# PROMPT
Check every line of the data below for the string "anyhow", and copy the ones that hold it.

# INFORMATION SUPPLIED
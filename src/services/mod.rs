//! Services - business logic and state management
//!
//! This module contains the core business logic services:
//! - `session` - Session state and submission orchestration
//! - `normalizer` - Name normalization for raw extraction responses

pub mod normalizer;
pub mod session;

// Re-export commonly used types
pub use normalizer::Normalizer;
pub use session::{RosterSnapshot, Session};
//! Shared types for the attendance session

use serde::Serialize;
use uuid::Uuid;

/// Generate a new UUIDv7 (time-sortable) capture id
pub fn new_capture_id() -> String {
    Uuid::now_v7().to_string()
}

/// Get current epoch milliseconds
#[inline]
pub fn epoch_ms() -> u64 {
    std::time::SystemTime::now()
        .duration_since(std::time::UNIX_EPOCH)
        .unwrap_or_default()
        .as_millis() as u64
}

/// Session state machine.
///
/// `Idle -> AwaitingImage -> Submitting -> Normalizing -> Aggregated` and
/// back to `AwaitingImage` for the next capture. A failed submission lands
/// in `Error`, which returns to `AwaitingImage` on the next user action.
#[derive(Debug, Clone, Copy, PartialEq, Eq, Serialize)]
#[serde(rename_all = "snake_case")]
pub enum SessionPhase {
    Idle,
    AwaitingImage,
    Submitting,
    Normalizing,
    Aggregated,
    Error,
}

impl SessionPhase {
    #[inline]
    pub fn as_str(&self) -> &'static str {
        match self {
            SessionPhase::Idle => "idle",
            SessionPhase::AwaitingImage => "awaiting_image",
            SessionPhase::Submitting => "submitting",
            SessionPhase::Normalizing => "normalizing",
            SessionPhase::Aggregated => "aggregated",
            SessionPhase::Error => "error",
        }
    }
}

/// One submitted image plus the raw textual response from the extraction
/// service. Ephemeral - created per submission, discarded after
/// normalization; only the id and timestamp outlive it (in logs and in the
/// roster's sighting history).
#[derive(Debug, Clone)]
pub struct CaptureEvent {
    /// UUIDv7 capture id
    pub id: String,
    /// Submission time (epoch ms)
    pub ts: u64,
    /// Raw free-text reply from the extraction service
    pub raw_text: String,
}

impl CaptureEvent {
    pub fn new(raw_text: String) -> Self {
        Self { id: new_capture_id(), ts: epoch_ms(), raw_text }
    }
}

/// Outcome of one processed capture, surfaced to the UI
#[derive(Debug, Clone, Serialize)]
pub struct CaptureSummary {
    /// Capture id (UUIDv7)
    pub capture_id: String,
    /// Submission time (epoch ms)
    pub ts: u64,
    /// Distinct names recognized in this capture
    pub names_seen: usize,
    /// Names not previously present in the roster
    pub new_names: usize,
    /// True when the response normalized to nothing ("no names found")
    pub no_names_found: bool,
}

#[cfg(test)]
mod tests {
    use super::*;

    #[test]
    fn test_phase_as_str() {
        assert_eq!(SessionPhase::Idle.as_str(), "idle");
        assert_eq!(SessionPhase::AwaitingImage.as_str(), "awaiting_image");
        assert_eq!(SessionPhase::Error.as_str(), "error");
    }

    #[test]
    fn test_capture_event_ids_unique() {
        let a = CaptureEvent::new("Alice".to_string());
        let b = CaptureEvent::new("Alice".to_string());
        assert_ne!(a.id, b.id);
        assert!(a.ts > 0);
    }
}
//! Configuration loading from TOML files
//!
//! Config file is selected via:
//! 1. --config <path> command line argument
//! 2. Default: config/dev.toml
//!
//! A missing or unparseable file falls back to built-in defaults with a
//! warning. The API credential is never part of the file; it comes from the
//! `ROLLCALL_API_KEY` environment variable or interactive entry and lives
//! only in session memory.

use anyhow::Context;
use serde::Deserialize;
use std::fs;
use std::path::Path;

/// Instruction sent to the extraction service alongside each screenshot
const DEFAULT_INSTRUCTION: &str = "\
This image is a screenshot of a video-conference participant panel.
Extract only the participant names.

Rules:
- Output one name per line
- Strip trailing markers such as \"(host)\", \"(me)\", \"(guest)\"
- Ignore UI buttons such as \"Mute\" or \"Video\"
- Ignore icons and emoji
- If a name cannot be read, do not output it

Output format (names only, no commentary):
Jane Doe
John Smith
...";

#[derive(Debug, Clone, Deserialize)]
pub struct ApiConfig {
    #[serde(default = "default_base_url")]
    pub base_url: String,
    #[serde(default = "default_model")]
    pub model: String,
    /// Request timeout for the extraction call
    #[serde(default = "default_api_timeout_ms")]
    pub timeout_ms: u64,
    #[serde(default = "default_max_tokens")]
    pub max_tokens: u32,
    /// Override for the extraction instruction text
    #[serde(default)]
    pub instruction: Option<String>,
}

impl Default for ApiConfig {
    fn default() -> Self {
        Self {
            base_url: default_base_url(),
            model: default_model(),
            timeout_ms: default_api_timeout_ms(),
            max_tokens: default_max_tokens(),
            instruction: None,
        }
    }
}

fn default_base_url() -> String {
    "https://api.openai.com/v1".to_string()
}

fn default_model() -> String {
    "gpt-4o".to_string()
}

fn default_api_timeout_ms() -> u64 {
    30_000
}

fn default_max_tokens() -> u32 {
    1000
}

#[derive(Debug, Clone, Deserialize)]
pub struct NormalizerConfig {
    /// Names shorter than this (in characters) are dropped
    #[serde(default = "default_min_name_len")]
    pub min_name_len: usize,
    /// When true, duplicate names within one capture each count
    #[serde(default)]
    pub count_duplicates: bool,
}

impl Default for NormalizerConfig {
    fn default() -> Self {
        Self { min_name_len: default_min_name_len(), count_duplicates: false }
    }
}

fn default_min_name_len() -> usize {
    2
}

#[derive(Debug, Clone, Deserialize)]
pub struct ExportConfig {
    /// Directory for export files
    #[serde(default = "default_export_dir")]
    pub dir: String,
    /// Column delimiter in the export file
    #[serde(default = "default_delimiter")]
    pub delimiter: String,
}

impl Default for ExportConfig {
    fn default() -> Self {
        Self { dir: default_export_dir(), delimiter: default_delimiter() }
    }
}

fn default_export_dir() -> String {
    "exports".to_string()
}

fn default_delimiter() -> String {
    ",".to_string()
}

#[derive(Debug, Clone, Deserialize)]
pub struct ServerConfig {
    #[serde(default = "default_server_port")]
    pub port: u16,
}

impl Default for ServerConfig {
    fn default() -> Self {
        Self { port: default_server_port() }
    }
}

fn default_server_port() -> u16 {
    8080
}

#[derive(Debug, Clone, Deserialize)]
pub struct StatsConfig {
    /// Interval for logging the stats summary (seconds)
    #[serde(default = "default_stats_interval")]
    pub interval_secs: u64,
}

impl Default for StatsConfig {
    fn default() -> Self {
        Self { interval_secs: default_stats_interval() }
    }
}

fn default_stats_interval() -> u64 {
    30
}

#[derive(Debug, Clone, Deserialize, Default)]
pub struct TomlConfig {
    #[serde(default)]
    pub api: ApiConfig,
    #[serde(default)]
    pub normalizer: NormalizerConfig,
    #[serde(default)]
    pub export: ExportConfig,
    #[serde(default)]
    pub server: ServerConfig,
    #[serde(default)]
    pub stats: StatsConfig,
}

/// Main configuration struct used throughout the application
#[derive(Debug, Clone)]
pub struct Config {
    api_base_url: String,
    api_model: String,
    api_timeout_ms: u64,
    api_max_tokens: u32,
    instruction: String,
    min_name_len: usize,
    count_duplicates: bool,
    export_dir: String,
    export_delimiter: String,
    server_port: u16,
    stats_interval_secs: u64,
    config_file: String,
}

impl Default for Config {
    fn default() -> Self {
        Self::from_toml(TomlConfig::default(), "default")
    }
}

impl Config {
    fn from_toml(toml_config: TomlConfig, config_file: &str) -> Self {
        Self {
            api_base_url: toml_config.api.base_url,
            api_model: toml_config.api.model,
            api_timeout_ms: toml_config.api.timeout_ms,
            api_max_tokens: toml_config.api.max_tokens,
            instruction: toml_config
                .api
                .instruction
                .unwrap_or_else(|| DEFAULT_INSTRUCTION.to_string()),
            min_name_len: toml_config.normalizer.min_name_len,
            count_duplicates: toml_config.normalizer.count_duplicates,
            export_dir: toml_config.export.dir,
            export_delimiter: toml_config.export.delimiter,
            server_port: toml_config.server.port,
            stats_interval_secs: toml_config.stats.interval_secs,
            config_file: config_file.to_string(),
        }
    }

    /// Load configuration from a TOML file
    pub fn from_file<P: AsRef<Path>>(path: P) -> anyhow::Result<Self> {
        let path = path.as_ref();
        let content = fs::read_to_string(path)
            .with_context(|| format!("Failed to read config file {}", path.display()))?;

        let toml_config: TomlConfig = toml::from_str(&content)
            .with_context(|| format!("Failed to parse config file {}", path.display()))?;

        Ok(Self::from_toml(toml_config, &path.display().to_string()))
    }

    /// Load configuration - tries the TOML file first, falls back to defaults
    pub fn load_from_path(path: &str) -> Self {
        match Self::from_file(path) {
            Ok(config) => config,
            Err(e) => {
                eprintln!("Warning: {}. Using defaults.", e);
                Self::default()
            }
        }
    }

    // Getters for all config fields
    pub fn api_base_url(&self) -> &str {
        &self.api_base_url
    }

    pub fn api_model(&self) -> &str {
        &self.api_model
    }

    pub fn api_timeout_ms(&self) -> u64 {
        self.api_timeout_ms
    }

    pub fn api_max_tokens(&self) -> u32 {
        self.api_max_tokens
    }

    pub fn instruction(&self) -> &str {
        &self.instruction
    }

    pub fn min_name_len(&self) -> usize {
        self.min_name_len
    }

    pub fn count_duplicates(&self) -> bool {
        self.count_duplicates
    }

    pub fn export_dir(&self) -> &str {
        &self.export_dir
    }

    pub fn export_delimiter(&self) -> &str {
        &self.export_delimiter
    }

    pub fn server_port(&self) -> u16 {
        self.server_port
    }

    pub fn stats_interval_secs(&self) -> u64 {
        self.stats_interval_secs
    }

    pub fn config_file(&self) -> &str {
        &self.config_file
    }

    /// Builder method for tests to set the normalizer duplicate policy
    #[cfg(test)]
    pub fn with_count_duplicates(mut self, count_duplicates: bool) -> Self {
        self.count_duplicates = count_duplicates;
        self
    }

    /// Builder method for tests to set the minimum name length
    #[cfg(test)]
    pub fn with_min_name_len(mut self, min_name_len: usize) -> Self {
        self.min_name_len = min_name_len;
        self
    }

    /// Builder method for tests to set the export directory
    #[cfg(test)]
    pub fn with_export_dir(mut self, dir: &str) -> Self {
        self.export_dir = dir.to_string();
        self
    }
}

#[cfg(test)]
mod tests {
    use super::*;

    #[test]
    fn test_default_config() {
        let config = Config::default();
        assert_eq!(config.api_base_url(), "https://api.openai.com/v1");
        assert_eq!(config.api_model(), "gpt-4o");
        assert_eq!(config.api_timeout_ms(), 30_000);
        assert_eq!(config.api_max_tokens(), 1000);
        assert_eq!(config.min_name_len(), 2);
        assert!(!config.count_duplicates());
        assert_eq!(config.export_dir(), "exports");
        assert_eq!(config.export_delimiter(), ",");
        assert_eq!(config.server_port(), 8080);
        assert_eq!(config.stats_interval_secs(), 30);
    }

    #[test]
    fn test_default_instruction_mentions_one_name_per_line() {
        let config = Config::default();
        assert!(config.instruction().contains("one name per line"));
    }

    #[test]
    fn test_empty_toml_uses_defaults() {
        let toml_config: TomlConfig = toml::from_str("").unwrap();
        let config = Config::from_toml(toml_config, "empty");
        assert_eq!(config.api_model(), "gpt-4o");
        assert_eq!(config.server_port(), 8080);
        assert_eq!(config.config_file(), "empty");
    }

    #[test]
    fn test_partial_section_keeps_other_defaults() {
        let toml_config: TomlConfig = toml::from_str(
            r#"
[api]
model = "gpt-4o-mini"
"#,
        )
        .unwrap();
        let config = Config::from_toml(toml_config, "partial");
        assert_eq!(config.api_model(), "gpt-4o-mini");
        assert_eq!(config.api_base_url(), "https://api.openai.com/v1");
        assert_eq!(config.api_timeout_ms(), 30_000);
    }
}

# TASK RESPONSE
use anyhow::Context;
    pub fn from_file<P: AsRef<Path>>(path: P) -> anyhow::Result<Self> {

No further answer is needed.